Here's a breakdown of what can and cannot be extracted:
1. A table of acceptance criteria and the reported device performance
- Cannot be provided. The document does not specify quantitative acceptance criteria or provide a table of device performance metrics against such criteria. It states that the device "does not introduce any new issues of safety or effectiveness" and that "risk management is ensured via a risk analysis in compliance with ISO 14971:2007."
2. Sample sized used for the test set and the data provenance (e.g. country of origin of the data, retrospective or prospective)
- Cannot be provided. No information regarding a test set or data provenance is present in the document.
3. Number of experts used to establish the ground truth for the test set and the qualifications of those experts (e.g. radiologist with 10 years of experience)
- Cannot be provided. No information about ground truth establishment or experts is present.
4. Adjudication method (e.g. 2+1, 3+1, none) for the test set
- Cannot be provided.
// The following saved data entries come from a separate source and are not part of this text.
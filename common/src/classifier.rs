//! 工事細目の判定
//!
//! 項目名・工事区分・直近の設備工事見出しから細目を1つ決める。
//! 判定は純粋関数で、同じ入力には常に同じ結果を返す。

use crate::category::Category;
use crate::rules::{first_match, Rule, RuleInput, RULES};

/// 既定値に落ちたときのルール名
pub const FALLBACK_RULE: &str = "既定（対象外）";

/// 判定結果（どのルールで決まったか付き）
#[derive(Debug, Clone, Copy, PartialEq, Eq)]
pub struct Decision {
    pub category: Category,
    pub rule: &'static str,
}

/// 判定器
///
/// ルール列は構築時に固定され、以後変更されない。
#[derive(Debug, Clone)]
pub struct Classifier {
    rules: Vec<Rule>,
}

impl Default for Classifier {
    fn default() -> Self {
        Self::new(RULES.to_vec())
    }
}

impl Classifier {
    /// 任意の判定順で構築
    pub fn new(rules: Vec<Rule>) -> Self {
        Self { rules }
    }

    pub fn rules(&self) -> &[Rule] {
        &self.rules
    }

    /// 判定してルール名も返す
    ///
    /// 項目名が空（空白のみを含む）なら `None`。それ以外は必ず `Some`。
    pub fn decide(&self, name: &str, work_category: &str, context: &str) -> Option<Decision> {
        decide_with(&self.rules, name, work_category, context)
    }

    /// 細目を判定
    pub fn classify(&self, name: &str, work_category: &str, context: &str) -> Option<Category> {
        self.decide(name, work_category, context).map(|d| d.category)
    }
}

fn decide_with(
    rules: &[Rule],
    name: &str,
    work_category: &str,
    context: &str,
) -> Option<Decision> {
    let name = name.trim();
    if name.is_empty() {
        return None;
    }

    let input = RuleInput {
        name,
        work_category: work_category.trim(),
        context: context.trim(),
    };

    let decision = match first_match(rules, &input) {
        Some(rule) => Decision { category: rule.category, rule: rule.name },
        None => Decision { category: Category::Excluded, rule: FALLBACK_RULE },
    };
    Some(decision)
}

/// 標準ルールで細目を判定
///
/// # Arguments
/// * `name` - 項目名
/// * `work_category` - 工事区分（杭工事の施工費判定にのみ使用、空文字可）
/// * `context` - 直近の設備工事見出し（空文字可）
pub fn classify(name: &str, work_category: &str, context: &str) -> Option<Category> {
    decide_with(RULES, name, work_category, context).map(|d| d.category)
}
No information about adjudication methods is present.
5. If a multi reader multi case (MRMC) comparative effectiveness study was done, If so, what was the effect size of how much human readers improve with AI vs without AI assistance
- Cannot be provided. The document does not describe an MRMC study or any comparison of human readers with vs. without AI assistance. The device is described as "post-processing software" and "evaluation tools" for physicians, but not explicitly as an AI-assisted diagnostic tool in the sense of a comparative effectiveness study.
6. If a standalone (i.e. algorithm only without human-in-the-loop performance) was done
- Cannot be provided. No information about a standalone performance study is present.
7. The type of ground truth used (expert consensus, pathology, outcomes data, etc)
- Cannot be provided. No information about ground truth is present.
8. The sample size for the training set
- Cannot be provided. No information about a training set for algorithm development is present.
9. How the ground truth for the training set was established
- Cannot be provided. No information about training set ground truth establishment is present.